**DATA SHOWN**
● ● ● ●

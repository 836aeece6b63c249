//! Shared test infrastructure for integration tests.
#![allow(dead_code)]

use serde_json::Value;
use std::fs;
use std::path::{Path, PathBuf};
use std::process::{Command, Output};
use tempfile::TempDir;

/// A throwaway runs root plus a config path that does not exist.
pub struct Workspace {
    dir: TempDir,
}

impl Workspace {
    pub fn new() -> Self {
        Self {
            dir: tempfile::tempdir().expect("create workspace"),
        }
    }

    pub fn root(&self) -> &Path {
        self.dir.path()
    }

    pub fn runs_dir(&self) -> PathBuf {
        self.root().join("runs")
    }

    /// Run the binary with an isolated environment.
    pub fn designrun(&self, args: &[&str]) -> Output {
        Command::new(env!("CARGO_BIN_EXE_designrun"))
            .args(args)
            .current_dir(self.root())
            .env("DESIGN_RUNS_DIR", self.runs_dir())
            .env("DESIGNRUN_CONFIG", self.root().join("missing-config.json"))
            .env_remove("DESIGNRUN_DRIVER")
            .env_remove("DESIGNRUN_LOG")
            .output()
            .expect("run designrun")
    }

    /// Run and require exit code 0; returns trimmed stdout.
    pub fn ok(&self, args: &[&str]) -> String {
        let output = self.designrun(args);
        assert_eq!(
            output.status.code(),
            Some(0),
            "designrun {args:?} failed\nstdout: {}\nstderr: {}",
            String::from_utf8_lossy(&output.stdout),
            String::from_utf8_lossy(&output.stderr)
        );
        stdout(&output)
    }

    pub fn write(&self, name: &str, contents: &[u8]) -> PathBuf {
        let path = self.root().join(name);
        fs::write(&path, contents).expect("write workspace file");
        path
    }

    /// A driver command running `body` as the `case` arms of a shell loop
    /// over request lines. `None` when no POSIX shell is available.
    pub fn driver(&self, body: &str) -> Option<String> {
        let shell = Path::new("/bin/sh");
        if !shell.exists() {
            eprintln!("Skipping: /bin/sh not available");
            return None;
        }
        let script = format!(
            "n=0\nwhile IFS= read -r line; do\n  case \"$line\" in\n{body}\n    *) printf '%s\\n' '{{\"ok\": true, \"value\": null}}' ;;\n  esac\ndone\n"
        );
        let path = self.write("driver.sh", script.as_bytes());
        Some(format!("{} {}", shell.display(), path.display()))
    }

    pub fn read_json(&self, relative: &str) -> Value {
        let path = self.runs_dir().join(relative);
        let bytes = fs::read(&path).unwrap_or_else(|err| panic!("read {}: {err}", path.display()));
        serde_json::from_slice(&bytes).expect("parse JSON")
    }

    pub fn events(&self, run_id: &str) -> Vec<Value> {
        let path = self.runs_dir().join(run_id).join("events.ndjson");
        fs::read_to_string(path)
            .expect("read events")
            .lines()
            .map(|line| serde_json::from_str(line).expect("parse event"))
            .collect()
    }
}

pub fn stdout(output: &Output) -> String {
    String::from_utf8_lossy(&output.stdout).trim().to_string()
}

● ● ● ●

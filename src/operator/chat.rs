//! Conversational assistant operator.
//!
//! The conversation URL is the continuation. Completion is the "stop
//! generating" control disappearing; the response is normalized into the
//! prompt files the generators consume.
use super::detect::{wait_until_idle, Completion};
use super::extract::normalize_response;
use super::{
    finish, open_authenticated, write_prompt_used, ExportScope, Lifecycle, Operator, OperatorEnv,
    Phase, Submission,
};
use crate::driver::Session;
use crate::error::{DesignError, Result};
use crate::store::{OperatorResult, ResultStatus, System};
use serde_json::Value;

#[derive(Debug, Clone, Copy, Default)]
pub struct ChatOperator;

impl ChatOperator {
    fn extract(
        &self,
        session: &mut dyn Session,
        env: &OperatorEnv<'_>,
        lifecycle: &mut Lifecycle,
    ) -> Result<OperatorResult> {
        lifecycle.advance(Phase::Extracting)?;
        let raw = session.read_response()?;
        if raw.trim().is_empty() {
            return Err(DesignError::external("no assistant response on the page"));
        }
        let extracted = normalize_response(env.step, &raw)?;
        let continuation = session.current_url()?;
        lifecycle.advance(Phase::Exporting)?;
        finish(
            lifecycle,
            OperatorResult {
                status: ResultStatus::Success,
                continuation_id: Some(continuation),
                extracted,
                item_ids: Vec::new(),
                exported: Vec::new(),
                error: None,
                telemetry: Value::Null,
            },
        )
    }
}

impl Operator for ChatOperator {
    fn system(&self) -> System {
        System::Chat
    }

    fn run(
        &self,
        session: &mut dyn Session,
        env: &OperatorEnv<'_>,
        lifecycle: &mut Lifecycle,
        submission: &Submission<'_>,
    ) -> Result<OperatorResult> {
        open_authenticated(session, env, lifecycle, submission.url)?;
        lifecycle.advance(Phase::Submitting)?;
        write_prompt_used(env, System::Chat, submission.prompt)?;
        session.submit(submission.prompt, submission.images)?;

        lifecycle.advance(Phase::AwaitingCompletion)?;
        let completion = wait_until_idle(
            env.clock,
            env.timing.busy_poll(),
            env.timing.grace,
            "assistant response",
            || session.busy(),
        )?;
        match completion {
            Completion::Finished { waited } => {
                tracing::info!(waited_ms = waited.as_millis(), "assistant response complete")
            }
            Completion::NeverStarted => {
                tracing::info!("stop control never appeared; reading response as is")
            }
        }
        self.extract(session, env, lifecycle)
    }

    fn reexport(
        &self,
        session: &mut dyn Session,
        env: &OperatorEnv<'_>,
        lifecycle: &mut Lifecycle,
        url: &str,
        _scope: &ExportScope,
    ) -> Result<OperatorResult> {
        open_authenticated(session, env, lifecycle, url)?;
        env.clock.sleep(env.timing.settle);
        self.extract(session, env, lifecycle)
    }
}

● ● ● ●

Say how many lines in the data include the string "None", giving the number alone.

3